Collection entries:
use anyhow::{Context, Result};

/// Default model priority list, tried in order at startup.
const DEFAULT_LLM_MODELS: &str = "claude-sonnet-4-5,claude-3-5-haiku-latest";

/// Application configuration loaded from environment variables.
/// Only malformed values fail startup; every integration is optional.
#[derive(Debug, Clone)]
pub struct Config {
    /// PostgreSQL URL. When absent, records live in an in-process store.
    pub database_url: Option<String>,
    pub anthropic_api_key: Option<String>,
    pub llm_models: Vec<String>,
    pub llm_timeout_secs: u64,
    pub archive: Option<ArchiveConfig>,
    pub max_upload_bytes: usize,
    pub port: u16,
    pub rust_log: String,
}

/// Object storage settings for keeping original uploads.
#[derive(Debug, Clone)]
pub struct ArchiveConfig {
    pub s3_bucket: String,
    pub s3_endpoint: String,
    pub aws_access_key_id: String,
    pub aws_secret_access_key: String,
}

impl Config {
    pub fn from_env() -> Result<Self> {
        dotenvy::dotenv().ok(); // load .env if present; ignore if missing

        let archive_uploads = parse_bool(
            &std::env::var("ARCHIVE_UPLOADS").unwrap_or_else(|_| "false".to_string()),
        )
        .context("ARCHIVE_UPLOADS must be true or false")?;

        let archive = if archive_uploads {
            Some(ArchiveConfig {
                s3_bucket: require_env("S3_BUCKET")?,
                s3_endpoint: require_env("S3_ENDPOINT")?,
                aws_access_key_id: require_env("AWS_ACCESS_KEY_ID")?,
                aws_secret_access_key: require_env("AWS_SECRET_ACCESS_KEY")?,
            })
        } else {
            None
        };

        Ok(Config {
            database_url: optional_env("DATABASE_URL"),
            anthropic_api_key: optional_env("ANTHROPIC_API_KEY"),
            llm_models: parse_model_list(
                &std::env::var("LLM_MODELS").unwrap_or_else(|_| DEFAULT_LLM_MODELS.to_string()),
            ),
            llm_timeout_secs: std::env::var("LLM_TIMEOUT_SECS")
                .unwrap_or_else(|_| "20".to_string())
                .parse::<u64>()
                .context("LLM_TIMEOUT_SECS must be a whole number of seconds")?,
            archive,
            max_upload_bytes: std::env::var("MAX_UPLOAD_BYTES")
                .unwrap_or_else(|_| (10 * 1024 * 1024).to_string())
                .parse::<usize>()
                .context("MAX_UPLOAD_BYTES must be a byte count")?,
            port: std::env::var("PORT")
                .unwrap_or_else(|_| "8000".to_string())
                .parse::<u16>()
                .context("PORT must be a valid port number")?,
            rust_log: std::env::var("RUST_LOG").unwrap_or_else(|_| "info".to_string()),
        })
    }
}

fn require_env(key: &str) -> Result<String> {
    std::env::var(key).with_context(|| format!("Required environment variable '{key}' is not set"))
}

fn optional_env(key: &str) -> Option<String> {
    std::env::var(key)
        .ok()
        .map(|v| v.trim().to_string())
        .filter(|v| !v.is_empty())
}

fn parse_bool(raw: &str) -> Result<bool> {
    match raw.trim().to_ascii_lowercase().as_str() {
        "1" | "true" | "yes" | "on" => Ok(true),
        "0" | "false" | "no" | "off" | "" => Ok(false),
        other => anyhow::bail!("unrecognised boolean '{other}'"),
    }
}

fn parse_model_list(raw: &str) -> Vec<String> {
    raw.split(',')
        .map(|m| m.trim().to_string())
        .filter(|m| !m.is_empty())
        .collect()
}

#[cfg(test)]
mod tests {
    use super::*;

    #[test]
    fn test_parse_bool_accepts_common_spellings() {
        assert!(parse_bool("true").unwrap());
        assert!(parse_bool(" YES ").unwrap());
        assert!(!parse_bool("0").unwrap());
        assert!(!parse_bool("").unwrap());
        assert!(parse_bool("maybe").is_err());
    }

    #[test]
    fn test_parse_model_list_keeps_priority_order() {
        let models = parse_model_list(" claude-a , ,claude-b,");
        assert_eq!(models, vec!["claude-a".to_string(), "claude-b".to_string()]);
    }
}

What is needed: Write down how many lines above contain the string "Result", and nothing besides.

Response: 4